[EXERCISE MATERIALS]
// Copyright 2025 the Understory Authors
// SPDX-License-Identifier: Apache-2.0 OR MIT

//! The cache object and its stale/fresh lifecycle.

use std::sync::Arc;
use std::sync::atomic::{AtomicU64, Ordering};
use std::time::Instant;

use once_cell::sync::OnceCell;
use parking_lot::{RwLock, RwLockReadGuard, RwLockWriteGuard};
use tracing::{info, trace};
use understory_hierarchy::{Hierarchy, HierarchyId, KindSet, ListenerId, ObjectId, ObjectTree};

use crate::config::TileCacheConfig;
use crate::derived::GeometryCache;
use crate::envelope::{Envelope, EnvelopeCache};
use crate::registry::Registry;

/// Registry plus the flag saying whether it reflects the hierarchy.
#[derive(Debug)]
pub(crate) struct CacheState {
    pub(crate) active: bool,
    pub(crate) registry: Registry,
}

/// Spatial cache over one [`Hierarchy`].
///
/// The cache starts stale. The first query rebuilds it from the whole tree;
/// after that, hierarchy events either update it in place or mark it stale
/// again, and the next query rebuilds. See [`EventAction`](crate::EventAction)
/// for the event policy.
///
/// Registry state sits behind one reader/writer lock. Queries share it;
/// rebuilds and event updates hold it exclusively. Derived geometry and
/// envelopes live in separate, internally synchronized caches that may be
/// shared between cache instances.
///
/// Queries take the hierarchy as an [`ObjectTree`] argument. Callers that
/// share a hierarchy between threads must lock the hierarchy before the cache,
/// which is the order events already follow.
pub struct TileCache {
    hierarchy: HierarchyId,
    config: TileCacheConfig,
    pub(crate) state: RwLock<CacheState>,
    pub(crate) envelopes: Arc<EnvelopeCache>,
    pub(crate) geometry: Arc<GeometryCache>,
    listener: OnceCell<ListenerId>,
    rebuilds: AtomicU64,
}

impl core::fmt::Debug for TileCache {
    fn fmt(&self, f: &mut core::fmt::Formatter<'_>) -> core::fmt::Result {
        f.debug_struct("TileCache")
            .field("hierarchy", &self.hierarchy)
            .field("config", &self.config)
            .field("state", &*self.state.read())
            .field("envelopes", &self.envelopes)
            .field("geometry", &self.geometry)
            .field("rebuilds", &self.rebuild_count())
            .finish_non_exhaustive()
    }
}

impl TileCache {
    /// Create a cache for `hierarchy` and subscribe it to the hierarchy's events.
    pub fn attach(hierarchy: &mut Hierarchy, config: TileCacheConfig) -> Arc<Self> {
        let geometry = Arc::new(GeometryCache::new(config.stable_kinds));
        Self::attach_with_caches(hierarchy, config, Arc::new(EnvelopeCache::new()), geometry)
    }

    /// Like [`attach`](Self::attach), but sharing existing envelope and
    /// derived-geometry caches. The geometry cache's own stable kinds apply.
    pub fn attach_with_caches(
        hierarchy: &mut Hierarchy,
        config: TileCacheConfig,
        envelopes: Arc<EnvelopeCache>,
        geometry: Arc<GeometryCache>,
    ) -> Arc<Self> {
        let cache = Arc::new(Self {
            hierarchy: hierarchy.hierarchy_id(),
            config,
            state: RwLock::new(CacheState {
                active: false,
                registry: Registry::new(config.index_backend),
            }),
            envelopes,
            geometry,
            listener: OnceCell::new(),
            rebuilds: AtomicU64::new(0),
        });
        let id = hierarchy.subscribe(cache.clone());
        let _ = cache.listener.set(id);
        cache
    }

    /// Stop receiving events from `hierarchy` and mark the cache stale.
    ///
    /// Returns false if the cache was not subscribed to it.
    pub fn detach(&self, hierarchy: &mut Hierarchy) -> bool {
        if hierarchy.hierarchy_id() != self.hierarchy {
            return false;
        }
        let detached = self
            .listener
            .get()
            .is_some_and(|id| hierarchy.unsubscribe(*id));
        self.reset_cache();
        detached
    }

    /// Configuration in use.
    pub fn config(&self) -> &TileCacheConfig {
        &self.config
    }

    /// Shared envelope memo.
    pub fn envelope_cache(&self) -> &Arc<EnvelopeCache> {
        &self.envelopes
    }

    /// Shared derived-geometry cache.
    pub fn geometry_cache(&self) -> &Arc<GeometryCache> {
        &self.geometry
    }

    /// Whether the registry currently reflects the hierarchy.
    pub fn is_active(&self) -> bool {
        self.state.read().active
    }

    /// Mark the cache stale; the next query rebuilds it.
    pub fn reset_cache(&self) {
        trace!("tile cache reset");
        self.state.write().active = false;
    }

    /// Rebuild now if stale.
    pub fn refresh(&self, tree: &dyn ObjectTree) {
        drop(self.fresh(tree));
    }

    /// Number of indexed objects, as of the last rebuild or event.
    pub fn len(&self) -> usize {
        self.state.read().registry.len()
    }

    /// True if nothing is indexed.
    pub fn is_empty(&self) -> bool {
        self.len() == 0
    }

    /// Kinds with at least one indexed object.
    pub fn indexed_kinds(&self) -> KindSet {
        self.state.read().registry.indexed_kinds()
    }

    /// How many full rebuilds this cache has run.
    pub fn rebuild_count(&self) -> u64 {
        self.rebuilds.load(Ordering::Relaxed)
    }

    /// Envelope an object was last indexed under.
    pub fn last_envelope(&self, id: ObjectId) -> Option<Envelope> {
        self.state.read().registry.last_envelope(id)
    }

    /// Shared access to a fresh registry, rebuilding first if stale.
    ///
    /// The read guard is released before the write lock is taken and the
    /// staleness check is repeated under the write lock, so concurrent
    /// callers rebuild once and nobody waits on a lock it already holds.
    pub(crate) fn fresh(&self, tree: &dyn ObjectTree) -> RwLockReadGuard<'_, CacheState> {
        debug_assert_eq!(
            tree.hierarchy_id(),
            self.hierarchy,
            "tile cache queried with a hierarchy it is not attached to"
        );
        {
            let state = self.state.read();
            if state.active {
                return state;
            }
        }
        let mut state = self.state.write();
        if !state.active {
            self.rebuild(&mut state, tree);
        }
        RwLockWriteGuard::downgrade(state)
    }

    fn rebuild(&self, state: &mut CacheState, tree: &dyn ObjectTree) {
        let start = Instant::now();
        state.registry.clear();
        state.registry.insert(tree, tree.root(), true, &self.envelopes);
        // Only a complete registry is marked fresh.
        state.active = true;
        self.rebuilds.fetch_add(1, Ordering::Relaxed);
        if self.config.purge_on_rebuild {
            let purged = self.envelopes.purge() + self.geometry.purge();
            trace!(purged, "purged entries for dropped shapes");
        }
        info!(
            objects = state.registry.len(),
            seconds = start.elapsed().as_secs_f64(),
            "tile cache rebuilt"
        );
    }
}

#[cfg(test)]
mod tests {
    use super::*;
    use understory_hierarchy::PathObject;
    use understory_roi::Roi;

    #[test]
    fn starts_stale_and_rebuilds_on_demand() {
        let mut h = Hierarchy::new();
        let _ = h
            .add_object(h.root(), PathObject::annotation(Roi::rectangle(0.0, 0.0, 1.0, 1.0)))
            .unwrap();
        let cache = TileCache::attach(&mut h, TileCacheConfig::default());
        assert!(!cache.is_active());
        assert!(cache.is_empty(), "nothing indexed before the first rebuild");
        assert_eq!(cache.rebuild_count(), 0);
        cache.refresh(&h);
        assert!(cache.is_active());
        assert_eq!(cache.rebuild_count(), 1);
        cache.refresh(&h);
        assert_eq!(cache.rebuild_count(), 1, "fresh cache is not rebuilt");
        assert_eq!(cache.len(), 1);
        assert_eq!(cache.indexed_kinds(), KindSet::ANNOTATION);
    }

    #[test]
    fn rebuild_purges_dropped_shapes() {
        let mut h = Hierarchy::new();
        let a = h
            .add_object(h.root(), PathObject::annotation(Roi::rectangle(0.0, 0.0, 1.0, 1.0)))
            .unwrap();
        let cache = TileCache::attach(&mut h, TileCacheConfig::default());
        cache.refresh(&h);
        assert_eq!(cache.envelope_cache().len(), 1);
        h.remove_object(a).unwrap();
        cache.reset_cache();
        cache.refresh(&h);
        assert!(cache.envelope_cache().is_empty(), "dropped shape purged on rebuild");
    }

    #[test]
    fn detach_stops_events() {
        let mut h = Hierarchy::new();
        let cache = TileCache::attach(&mut h, TileCacheConfig::default());
        cache.refresh(&h);
        assert!(cache.detach(&mut h));
        assert!(!cache.is_active());
        assert!(!cache.detach(&mut h), "already detached");
        let _ = h
            .add_object(h.root(), PathObject::annotation(Roi::rectangle(0.0, 0.0, 1.0, 1.0)))
            .unwrap();
        assert!(cache.is_empty(), "no event reached the detached cache");
        assert_eq!(Arc::strong_count(&cache), 1, "hierarchy released its reference");
    }
}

[WORK TO BE COMPLETED]
Word for word, restate the lines of the listing above starting at the line with "pub fn reset_cache(&self)" and ending at the line with "pub fn len(&self)", and nothing outside them.

[EXERCISE OUTPUT]
    pub fn reset_cache(&self) {
        trace!("tile cache reset");
        self.state.write().active = false;
    }

    /// Rebuild now if stale.
    pub fn refresh(&self, tree: &dyn ObjectTree) {
        drop(self.fresh(tree));
    }

    /// Number of indexed objects, as of the last rebuild or event.
    pub fn len(&self) -> usize {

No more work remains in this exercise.